===== Records to process
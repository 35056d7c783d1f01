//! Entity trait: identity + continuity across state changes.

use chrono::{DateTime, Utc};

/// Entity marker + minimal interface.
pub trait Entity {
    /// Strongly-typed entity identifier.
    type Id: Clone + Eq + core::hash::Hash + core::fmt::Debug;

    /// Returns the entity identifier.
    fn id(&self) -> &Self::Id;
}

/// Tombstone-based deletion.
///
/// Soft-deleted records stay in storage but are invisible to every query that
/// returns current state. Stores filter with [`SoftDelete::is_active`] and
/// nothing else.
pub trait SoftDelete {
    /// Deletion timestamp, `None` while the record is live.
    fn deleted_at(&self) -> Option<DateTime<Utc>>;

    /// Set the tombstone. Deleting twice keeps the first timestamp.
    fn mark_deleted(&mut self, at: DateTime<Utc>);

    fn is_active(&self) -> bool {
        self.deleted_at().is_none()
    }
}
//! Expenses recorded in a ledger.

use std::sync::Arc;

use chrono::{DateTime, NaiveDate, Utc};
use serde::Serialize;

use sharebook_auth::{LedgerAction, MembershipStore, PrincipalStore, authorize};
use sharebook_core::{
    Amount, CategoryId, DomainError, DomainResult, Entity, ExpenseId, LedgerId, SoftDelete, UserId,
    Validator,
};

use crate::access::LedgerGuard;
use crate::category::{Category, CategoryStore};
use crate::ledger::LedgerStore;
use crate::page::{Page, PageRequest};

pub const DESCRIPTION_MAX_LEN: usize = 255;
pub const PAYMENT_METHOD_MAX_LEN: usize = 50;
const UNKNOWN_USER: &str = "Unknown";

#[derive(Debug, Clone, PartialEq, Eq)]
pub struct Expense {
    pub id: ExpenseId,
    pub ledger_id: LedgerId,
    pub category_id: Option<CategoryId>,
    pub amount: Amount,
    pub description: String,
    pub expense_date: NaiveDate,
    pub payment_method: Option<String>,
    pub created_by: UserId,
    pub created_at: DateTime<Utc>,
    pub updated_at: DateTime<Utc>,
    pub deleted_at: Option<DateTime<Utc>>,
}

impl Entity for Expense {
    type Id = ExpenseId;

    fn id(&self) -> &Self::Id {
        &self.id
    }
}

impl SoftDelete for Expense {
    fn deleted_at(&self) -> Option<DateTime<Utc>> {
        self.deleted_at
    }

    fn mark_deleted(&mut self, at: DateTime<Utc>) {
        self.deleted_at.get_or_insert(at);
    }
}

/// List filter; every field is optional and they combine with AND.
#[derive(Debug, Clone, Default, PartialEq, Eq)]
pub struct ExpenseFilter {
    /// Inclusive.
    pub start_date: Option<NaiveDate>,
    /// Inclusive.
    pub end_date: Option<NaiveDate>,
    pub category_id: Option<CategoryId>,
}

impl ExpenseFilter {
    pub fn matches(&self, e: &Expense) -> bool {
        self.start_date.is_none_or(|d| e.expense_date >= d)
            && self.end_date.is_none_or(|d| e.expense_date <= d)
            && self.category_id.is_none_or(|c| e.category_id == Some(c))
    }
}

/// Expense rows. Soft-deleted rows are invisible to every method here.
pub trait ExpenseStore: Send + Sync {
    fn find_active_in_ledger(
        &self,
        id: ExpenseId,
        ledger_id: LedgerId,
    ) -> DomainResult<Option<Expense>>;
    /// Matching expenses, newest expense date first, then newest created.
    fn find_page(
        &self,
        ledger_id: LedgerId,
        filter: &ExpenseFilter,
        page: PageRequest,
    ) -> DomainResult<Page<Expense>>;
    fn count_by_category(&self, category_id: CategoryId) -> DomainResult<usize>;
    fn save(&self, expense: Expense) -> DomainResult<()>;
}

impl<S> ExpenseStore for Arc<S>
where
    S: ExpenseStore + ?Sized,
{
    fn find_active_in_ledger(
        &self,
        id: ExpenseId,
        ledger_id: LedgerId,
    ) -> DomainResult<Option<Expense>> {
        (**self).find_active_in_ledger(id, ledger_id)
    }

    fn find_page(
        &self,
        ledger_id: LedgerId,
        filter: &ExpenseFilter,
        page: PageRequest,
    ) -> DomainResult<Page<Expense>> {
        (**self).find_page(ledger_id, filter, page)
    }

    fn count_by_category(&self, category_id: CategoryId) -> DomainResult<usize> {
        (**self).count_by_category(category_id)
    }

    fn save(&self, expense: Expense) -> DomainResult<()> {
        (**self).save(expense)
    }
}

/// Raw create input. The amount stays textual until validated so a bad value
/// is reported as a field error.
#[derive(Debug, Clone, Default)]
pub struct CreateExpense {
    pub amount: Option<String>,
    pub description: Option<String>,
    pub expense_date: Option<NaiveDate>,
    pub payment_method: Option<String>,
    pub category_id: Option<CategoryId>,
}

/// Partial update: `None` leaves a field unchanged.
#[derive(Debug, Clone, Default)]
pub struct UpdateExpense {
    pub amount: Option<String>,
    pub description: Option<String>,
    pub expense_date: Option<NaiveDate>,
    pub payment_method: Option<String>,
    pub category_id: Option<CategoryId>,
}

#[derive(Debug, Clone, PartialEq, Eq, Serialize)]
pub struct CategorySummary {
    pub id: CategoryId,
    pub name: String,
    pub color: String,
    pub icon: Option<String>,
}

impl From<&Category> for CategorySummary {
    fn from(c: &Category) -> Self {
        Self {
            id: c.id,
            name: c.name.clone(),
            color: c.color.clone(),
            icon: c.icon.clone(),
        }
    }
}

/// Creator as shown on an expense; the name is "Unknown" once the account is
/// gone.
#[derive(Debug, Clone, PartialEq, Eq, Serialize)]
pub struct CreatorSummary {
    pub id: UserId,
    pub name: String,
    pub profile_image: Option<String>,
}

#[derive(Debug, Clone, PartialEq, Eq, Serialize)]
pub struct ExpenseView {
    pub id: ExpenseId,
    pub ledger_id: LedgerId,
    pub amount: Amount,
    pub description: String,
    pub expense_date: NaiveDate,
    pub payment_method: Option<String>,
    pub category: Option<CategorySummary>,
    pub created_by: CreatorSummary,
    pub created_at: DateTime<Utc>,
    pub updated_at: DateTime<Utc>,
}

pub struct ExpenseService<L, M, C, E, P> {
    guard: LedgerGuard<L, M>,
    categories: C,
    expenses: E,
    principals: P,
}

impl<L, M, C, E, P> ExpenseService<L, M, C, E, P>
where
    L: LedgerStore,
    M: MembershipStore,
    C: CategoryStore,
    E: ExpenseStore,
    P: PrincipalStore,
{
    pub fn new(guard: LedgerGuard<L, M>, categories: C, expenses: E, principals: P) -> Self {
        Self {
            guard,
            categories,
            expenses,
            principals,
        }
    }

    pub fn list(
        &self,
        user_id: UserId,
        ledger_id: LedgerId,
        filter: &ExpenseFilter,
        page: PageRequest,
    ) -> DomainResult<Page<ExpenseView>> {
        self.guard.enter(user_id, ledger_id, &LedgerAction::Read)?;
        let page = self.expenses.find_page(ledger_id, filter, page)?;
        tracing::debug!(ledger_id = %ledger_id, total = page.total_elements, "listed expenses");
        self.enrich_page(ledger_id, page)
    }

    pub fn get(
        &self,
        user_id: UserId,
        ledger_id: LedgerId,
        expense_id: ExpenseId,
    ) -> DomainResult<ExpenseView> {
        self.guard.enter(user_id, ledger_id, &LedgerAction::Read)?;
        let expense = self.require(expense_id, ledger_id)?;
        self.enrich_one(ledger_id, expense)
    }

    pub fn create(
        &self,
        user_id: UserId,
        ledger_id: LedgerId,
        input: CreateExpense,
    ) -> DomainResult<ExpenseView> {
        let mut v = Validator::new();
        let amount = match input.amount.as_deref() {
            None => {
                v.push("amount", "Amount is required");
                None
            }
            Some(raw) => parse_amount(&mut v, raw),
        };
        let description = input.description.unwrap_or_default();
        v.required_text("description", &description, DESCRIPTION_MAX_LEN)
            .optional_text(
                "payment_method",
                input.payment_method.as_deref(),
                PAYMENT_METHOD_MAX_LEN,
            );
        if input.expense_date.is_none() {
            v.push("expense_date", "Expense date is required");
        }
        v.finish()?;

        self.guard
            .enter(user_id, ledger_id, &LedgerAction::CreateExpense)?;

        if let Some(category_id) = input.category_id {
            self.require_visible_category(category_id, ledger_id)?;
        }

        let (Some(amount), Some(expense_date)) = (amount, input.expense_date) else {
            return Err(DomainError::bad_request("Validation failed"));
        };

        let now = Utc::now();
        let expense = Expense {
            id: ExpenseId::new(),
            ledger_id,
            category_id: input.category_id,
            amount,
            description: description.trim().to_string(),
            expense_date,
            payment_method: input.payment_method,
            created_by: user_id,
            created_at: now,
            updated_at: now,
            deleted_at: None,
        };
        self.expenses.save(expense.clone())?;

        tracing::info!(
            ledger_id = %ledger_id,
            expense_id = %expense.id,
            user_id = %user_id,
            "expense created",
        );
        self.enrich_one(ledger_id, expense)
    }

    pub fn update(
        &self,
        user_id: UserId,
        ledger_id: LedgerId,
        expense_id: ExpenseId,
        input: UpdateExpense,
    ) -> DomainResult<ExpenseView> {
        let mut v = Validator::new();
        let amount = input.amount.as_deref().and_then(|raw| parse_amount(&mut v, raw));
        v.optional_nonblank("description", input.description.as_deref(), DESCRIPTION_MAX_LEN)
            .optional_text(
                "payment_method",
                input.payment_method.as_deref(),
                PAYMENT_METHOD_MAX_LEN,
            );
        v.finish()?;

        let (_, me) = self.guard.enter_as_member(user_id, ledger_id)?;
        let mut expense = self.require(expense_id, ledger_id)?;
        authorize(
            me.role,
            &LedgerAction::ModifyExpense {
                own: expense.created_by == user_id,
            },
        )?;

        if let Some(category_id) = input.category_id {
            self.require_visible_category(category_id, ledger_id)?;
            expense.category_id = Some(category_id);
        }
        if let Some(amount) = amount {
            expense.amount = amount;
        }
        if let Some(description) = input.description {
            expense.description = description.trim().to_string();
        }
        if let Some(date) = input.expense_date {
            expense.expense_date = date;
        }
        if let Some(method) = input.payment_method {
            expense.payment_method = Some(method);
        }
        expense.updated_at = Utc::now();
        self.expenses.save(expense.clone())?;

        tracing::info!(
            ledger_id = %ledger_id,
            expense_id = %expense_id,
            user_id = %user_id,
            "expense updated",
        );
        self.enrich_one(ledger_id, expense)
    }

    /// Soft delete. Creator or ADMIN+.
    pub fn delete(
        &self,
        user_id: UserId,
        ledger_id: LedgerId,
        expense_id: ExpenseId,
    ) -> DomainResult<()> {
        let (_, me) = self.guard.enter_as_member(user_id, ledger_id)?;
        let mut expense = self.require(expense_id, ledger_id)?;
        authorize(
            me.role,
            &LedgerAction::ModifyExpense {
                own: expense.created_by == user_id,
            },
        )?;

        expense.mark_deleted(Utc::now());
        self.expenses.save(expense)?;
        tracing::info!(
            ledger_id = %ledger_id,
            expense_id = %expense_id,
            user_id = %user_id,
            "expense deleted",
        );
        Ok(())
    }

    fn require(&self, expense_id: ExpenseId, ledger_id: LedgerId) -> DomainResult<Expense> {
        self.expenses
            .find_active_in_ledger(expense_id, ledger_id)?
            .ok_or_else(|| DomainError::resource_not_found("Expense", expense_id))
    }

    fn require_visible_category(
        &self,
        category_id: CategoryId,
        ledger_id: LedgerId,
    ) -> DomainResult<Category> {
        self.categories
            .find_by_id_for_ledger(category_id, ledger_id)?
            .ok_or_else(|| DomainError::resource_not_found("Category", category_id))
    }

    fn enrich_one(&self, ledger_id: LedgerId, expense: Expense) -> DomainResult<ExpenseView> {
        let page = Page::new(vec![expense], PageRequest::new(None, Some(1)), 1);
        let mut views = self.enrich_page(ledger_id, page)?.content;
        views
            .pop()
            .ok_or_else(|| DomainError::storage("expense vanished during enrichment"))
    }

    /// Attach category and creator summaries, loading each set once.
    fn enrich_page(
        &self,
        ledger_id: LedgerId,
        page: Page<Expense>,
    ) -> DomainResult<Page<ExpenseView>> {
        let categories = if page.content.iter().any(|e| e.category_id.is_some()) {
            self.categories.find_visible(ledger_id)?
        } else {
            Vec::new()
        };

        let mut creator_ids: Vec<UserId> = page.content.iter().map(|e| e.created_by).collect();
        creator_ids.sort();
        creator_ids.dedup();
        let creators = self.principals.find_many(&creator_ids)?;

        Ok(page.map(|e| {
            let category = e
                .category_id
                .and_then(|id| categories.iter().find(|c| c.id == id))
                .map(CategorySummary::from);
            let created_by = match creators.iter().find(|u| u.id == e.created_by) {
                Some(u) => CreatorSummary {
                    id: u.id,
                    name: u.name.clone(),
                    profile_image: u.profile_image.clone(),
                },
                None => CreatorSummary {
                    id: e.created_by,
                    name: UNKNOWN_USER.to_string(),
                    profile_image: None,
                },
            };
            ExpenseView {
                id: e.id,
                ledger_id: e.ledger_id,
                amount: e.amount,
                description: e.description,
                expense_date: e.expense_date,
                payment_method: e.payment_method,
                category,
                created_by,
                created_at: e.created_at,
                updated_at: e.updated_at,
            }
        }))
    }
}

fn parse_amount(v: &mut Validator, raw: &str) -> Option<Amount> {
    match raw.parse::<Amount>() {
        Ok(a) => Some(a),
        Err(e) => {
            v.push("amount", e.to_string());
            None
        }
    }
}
==========
===== Records to process
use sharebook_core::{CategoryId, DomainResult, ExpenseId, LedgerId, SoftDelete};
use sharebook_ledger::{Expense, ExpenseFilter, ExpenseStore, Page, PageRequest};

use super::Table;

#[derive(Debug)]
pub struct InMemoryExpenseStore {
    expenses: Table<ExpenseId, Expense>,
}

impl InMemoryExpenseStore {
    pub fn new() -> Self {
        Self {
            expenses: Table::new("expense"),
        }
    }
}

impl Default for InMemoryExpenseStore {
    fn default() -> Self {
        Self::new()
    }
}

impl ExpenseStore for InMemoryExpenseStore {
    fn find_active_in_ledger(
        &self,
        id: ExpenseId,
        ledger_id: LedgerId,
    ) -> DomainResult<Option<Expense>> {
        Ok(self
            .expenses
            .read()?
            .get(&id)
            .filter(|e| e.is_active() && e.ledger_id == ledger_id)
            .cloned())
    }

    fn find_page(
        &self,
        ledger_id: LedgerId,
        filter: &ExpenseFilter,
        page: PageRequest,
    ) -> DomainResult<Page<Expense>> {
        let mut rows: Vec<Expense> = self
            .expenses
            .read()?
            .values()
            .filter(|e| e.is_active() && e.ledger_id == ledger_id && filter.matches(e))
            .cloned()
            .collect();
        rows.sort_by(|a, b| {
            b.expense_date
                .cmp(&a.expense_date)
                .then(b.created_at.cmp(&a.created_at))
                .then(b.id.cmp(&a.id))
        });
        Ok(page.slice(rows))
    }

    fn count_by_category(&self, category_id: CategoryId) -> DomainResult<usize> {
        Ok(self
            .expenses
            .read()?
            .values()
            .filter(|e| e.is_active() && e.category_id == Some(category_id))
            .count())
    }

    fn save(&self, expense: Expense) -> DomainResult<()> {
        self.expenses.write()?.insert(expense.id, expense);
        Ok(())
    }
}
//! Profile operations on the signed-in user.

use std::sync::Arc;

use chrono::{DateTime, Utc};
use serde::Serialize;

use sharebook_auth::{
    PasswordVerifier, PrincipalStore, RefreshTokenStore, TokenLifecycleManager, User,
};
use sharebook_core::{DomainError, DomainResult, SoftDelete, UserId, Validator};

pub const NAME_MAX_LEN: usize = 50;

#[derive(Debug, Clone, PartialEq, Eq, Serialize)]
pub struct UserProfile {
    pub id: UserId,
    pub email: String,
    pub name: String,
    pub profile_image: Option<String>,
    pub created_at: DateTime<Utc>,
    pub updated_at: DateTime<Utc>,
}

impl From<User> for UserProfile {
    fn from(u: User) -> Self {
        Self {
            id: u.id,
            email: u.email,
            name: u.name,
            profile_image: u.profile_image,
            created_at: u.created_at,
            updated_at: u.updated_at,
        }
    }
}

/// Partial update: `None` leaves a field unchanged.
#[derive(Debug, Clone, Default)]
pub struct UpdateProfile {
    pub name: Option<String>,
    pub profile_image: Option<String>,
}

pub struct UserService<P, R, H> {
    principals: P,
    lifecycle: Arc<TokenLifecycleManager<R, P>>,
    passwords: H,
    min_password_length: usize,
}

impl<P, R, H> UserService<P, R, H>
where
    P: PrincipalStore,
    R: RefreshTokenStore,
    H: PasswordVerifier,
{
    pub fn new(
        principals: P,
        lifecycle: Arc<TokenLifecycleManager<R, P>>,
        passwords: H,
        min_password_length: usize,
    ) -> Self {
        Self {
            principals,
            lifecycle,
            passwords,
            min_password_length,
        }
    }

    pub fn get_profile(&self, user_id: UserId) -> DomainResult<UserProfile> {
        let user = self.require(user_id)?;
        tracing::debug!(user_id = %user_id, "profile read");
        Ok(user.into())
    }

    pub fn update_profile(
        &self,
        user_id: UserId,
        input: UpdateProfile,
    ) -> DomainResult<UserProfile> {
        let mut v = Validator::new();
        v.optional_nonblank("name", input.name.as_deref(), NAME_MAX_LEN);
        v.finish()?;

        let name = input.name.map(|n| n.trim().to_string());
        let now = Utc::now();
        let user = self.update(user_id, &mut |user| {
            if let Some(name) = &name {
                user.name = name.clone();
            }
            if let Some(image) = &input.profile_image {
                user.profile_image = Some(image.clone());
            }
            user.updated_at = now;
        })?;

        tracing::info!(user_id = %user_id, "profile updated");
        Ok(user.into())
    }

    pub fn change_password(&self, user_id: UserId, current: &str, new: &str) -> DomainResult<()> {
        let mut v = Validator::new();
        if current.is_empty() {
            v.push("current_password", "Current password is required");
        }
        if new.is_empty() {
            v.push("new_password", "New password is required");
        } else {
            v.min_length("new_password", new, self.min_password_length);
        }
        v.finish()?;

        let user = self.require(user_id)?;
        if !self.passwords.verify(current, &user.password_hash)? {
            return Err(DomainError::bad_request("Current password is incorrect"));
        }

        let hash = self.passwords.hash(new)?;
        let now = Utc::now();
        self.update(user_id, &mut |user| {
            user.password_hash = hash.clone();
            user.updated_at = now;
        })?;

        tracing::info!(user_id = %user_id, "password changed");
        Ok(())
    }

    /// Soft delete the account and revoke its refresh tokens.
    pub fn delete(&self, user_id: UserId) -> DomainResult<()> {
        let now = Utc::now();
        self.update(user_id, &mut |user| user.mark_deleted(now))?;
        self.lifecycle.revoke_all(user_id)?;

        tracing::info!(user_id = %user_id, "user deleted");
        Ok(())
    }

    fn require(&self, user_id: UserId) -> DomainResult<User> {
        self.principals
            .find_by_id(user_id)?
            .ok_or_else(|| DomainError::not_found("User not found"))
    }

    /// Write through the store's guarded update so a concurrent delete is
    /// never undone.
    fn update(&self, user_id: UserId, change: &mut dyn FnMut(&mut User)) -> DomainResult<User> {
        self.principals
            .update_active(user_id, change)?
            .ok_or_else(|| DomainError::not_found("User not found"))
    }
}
==========
===== Records to process
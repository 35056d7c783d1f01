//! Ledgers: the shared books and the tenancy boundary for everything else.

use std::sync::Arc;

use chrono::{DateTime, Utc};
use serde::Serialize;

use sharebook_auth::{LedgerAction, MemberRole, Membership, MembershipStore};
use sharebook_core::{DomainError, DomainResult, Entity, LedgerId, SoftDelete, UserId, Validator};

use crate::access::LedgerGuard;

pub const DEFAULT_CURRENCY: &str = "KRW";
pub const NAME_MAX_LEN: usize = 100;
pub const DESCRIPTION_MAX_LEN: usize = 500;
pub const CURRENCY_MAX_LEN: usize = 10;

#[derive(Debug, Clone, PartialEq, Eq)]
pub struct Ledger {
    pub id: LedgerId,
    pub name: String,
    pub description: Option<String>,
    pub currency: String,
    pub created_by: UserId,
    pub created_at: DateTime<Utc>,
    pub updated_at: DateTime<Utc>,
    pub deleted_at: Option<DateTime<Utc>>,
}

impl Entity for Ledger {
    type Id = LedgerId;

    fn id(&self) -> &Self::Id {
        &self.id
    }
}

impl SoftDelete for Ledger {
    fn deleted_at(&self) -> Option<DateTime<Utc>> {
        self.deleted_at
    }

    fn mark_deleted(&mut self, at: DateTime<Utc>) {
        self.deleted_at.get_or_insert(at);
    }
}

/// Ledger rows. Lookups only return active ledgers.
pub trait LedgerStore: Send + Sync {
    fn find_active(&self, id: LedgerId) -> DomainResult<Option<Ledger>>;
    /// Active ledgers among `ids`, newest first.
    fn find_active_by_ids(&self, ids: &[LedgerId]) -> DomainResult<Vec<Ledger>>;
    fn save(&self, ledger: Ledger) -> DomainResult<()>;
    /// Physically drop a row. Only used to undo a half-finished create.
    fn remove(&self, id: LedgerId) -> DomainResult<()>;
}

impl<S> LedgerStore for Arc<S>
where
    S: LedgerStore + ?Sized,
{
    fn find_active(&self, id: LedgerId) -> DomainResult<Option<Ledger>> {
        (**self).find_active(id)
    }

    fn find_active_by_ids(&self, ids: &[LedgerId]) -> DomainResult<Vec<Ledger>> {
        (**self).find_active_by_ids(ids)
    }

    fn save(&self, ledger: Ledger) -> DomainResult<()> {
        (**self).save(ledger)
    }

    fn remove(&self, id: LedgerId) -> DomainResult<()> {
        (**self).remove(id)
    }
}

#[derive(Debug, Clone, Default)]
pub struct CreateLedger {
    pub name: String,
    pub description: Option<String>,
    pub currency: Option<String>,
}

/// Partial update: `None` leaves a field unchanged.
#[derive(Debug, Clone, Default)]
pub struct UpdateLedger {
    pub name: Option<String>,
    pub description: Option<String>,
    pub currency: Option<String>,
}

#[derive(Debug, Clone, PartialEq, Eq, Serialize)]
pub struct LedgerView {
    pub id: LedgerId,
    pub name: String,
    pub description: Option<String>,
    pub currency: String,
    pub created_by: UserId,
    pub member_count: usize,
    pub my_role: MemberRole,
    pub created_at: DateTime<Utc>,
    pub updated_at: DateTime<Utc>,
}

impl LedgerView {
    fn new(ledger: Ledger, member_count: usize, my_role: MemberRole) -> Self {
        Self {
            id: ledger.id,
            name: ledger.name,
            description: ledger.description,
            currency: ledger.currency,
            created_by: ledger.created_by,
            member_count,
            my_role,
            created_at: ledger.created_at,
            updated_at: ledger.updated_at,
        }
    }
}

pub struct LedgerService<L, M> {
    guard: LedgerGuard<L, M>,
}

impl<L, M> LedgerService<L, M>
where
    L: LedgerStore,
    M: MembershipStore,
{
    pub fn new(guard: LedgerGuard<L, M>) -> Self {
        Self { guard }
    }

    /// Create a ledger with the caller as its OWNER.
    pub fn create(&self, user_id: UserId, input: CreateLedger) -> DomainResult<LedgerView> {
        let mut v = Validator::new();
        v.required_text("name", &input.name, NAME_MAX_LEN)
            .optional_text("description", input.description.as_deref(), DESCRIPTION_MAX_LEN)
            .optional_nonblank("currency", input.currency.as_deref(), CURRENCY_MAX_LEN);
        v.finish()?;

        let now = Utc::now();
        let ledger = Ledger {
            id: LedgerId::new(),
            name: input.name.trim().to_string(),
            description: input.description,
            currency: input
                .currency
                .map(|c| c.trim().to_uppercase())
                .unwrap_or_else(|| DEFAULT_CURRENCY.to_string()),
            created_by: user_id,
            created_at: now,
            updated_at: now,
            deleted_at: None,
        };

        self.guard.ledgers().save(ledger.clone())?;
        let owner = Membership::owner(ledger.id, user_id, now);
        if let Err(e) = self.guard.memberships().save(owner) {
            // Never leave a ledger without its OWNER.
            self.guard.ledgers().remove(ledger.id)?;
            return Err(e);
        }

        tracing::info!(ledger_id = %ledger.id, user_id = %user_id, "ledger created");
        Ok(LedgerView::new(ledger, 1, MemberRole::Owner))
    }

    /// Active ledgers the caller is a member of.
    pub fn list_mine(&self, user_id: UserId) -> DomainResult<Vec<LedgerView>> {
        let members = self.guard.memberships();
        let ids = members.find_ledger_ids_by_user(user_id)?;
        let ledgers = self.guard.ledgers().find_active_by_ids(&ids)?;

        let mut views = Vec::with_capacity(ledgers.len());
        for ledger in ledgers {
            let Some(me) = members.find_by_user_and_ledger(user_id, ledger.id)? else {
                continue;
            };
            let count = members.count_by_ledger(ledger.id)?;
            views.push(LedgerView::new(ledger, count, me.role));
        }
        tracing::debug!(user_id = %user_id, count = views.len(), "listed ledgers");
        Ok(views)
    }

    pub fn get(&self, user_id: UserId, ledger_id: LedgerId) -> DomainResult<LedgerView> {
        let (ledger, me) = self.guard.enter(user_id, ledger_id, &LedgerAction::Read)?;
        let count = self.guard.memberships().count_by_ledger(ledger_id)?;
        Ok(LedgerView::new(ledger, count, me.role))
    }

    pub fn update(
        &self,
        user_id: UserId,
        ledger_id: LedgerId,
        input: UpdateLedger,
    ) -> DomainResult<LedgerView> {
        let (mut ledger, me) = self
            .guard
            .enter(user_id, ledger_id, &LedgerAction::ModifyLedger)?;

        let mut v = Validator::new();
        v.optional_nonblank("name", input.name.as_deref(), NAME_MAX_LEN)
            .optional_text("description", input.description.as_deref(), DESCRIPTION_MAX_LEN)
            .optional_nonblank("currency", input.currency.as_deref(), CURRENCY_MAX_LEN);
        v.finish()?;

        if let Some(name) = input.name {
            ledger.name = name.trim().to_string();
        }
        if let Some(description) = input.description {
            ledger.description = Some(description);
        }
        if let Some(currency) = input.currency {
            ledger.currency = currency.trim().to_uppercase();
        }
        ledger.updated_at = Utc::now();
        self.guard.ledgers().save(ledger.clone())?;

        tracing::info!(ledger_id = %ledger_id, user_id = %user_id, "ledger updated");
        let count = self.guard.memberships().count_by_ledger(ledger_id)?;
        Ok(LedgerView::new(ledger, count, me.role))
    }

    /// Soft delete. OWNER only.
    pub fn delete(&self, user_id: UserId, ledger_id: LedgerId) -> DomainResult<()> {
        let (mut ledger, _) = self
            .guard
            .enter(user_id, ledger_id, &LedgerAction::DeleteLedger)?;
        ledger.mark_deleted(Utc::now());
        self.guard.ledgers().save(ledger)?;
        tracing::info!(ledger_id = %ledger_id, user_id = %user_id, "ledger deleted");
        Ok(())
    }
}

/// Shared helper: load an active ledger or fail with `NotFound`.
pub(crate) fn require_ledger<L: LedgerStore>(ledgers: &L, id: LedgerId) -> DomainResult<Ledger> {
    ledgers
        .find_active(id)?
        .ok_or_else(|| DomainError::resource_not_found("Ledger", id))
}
==========
§ **What to work on**: What lines above hold the word "storage"? Pull each one out.

§ **Worked solution**:
/// Soft-deleted records stay in storage but are invisible to every query that
            .ok_or_else(|| DomainError::storage("expense vanished during enrichment"))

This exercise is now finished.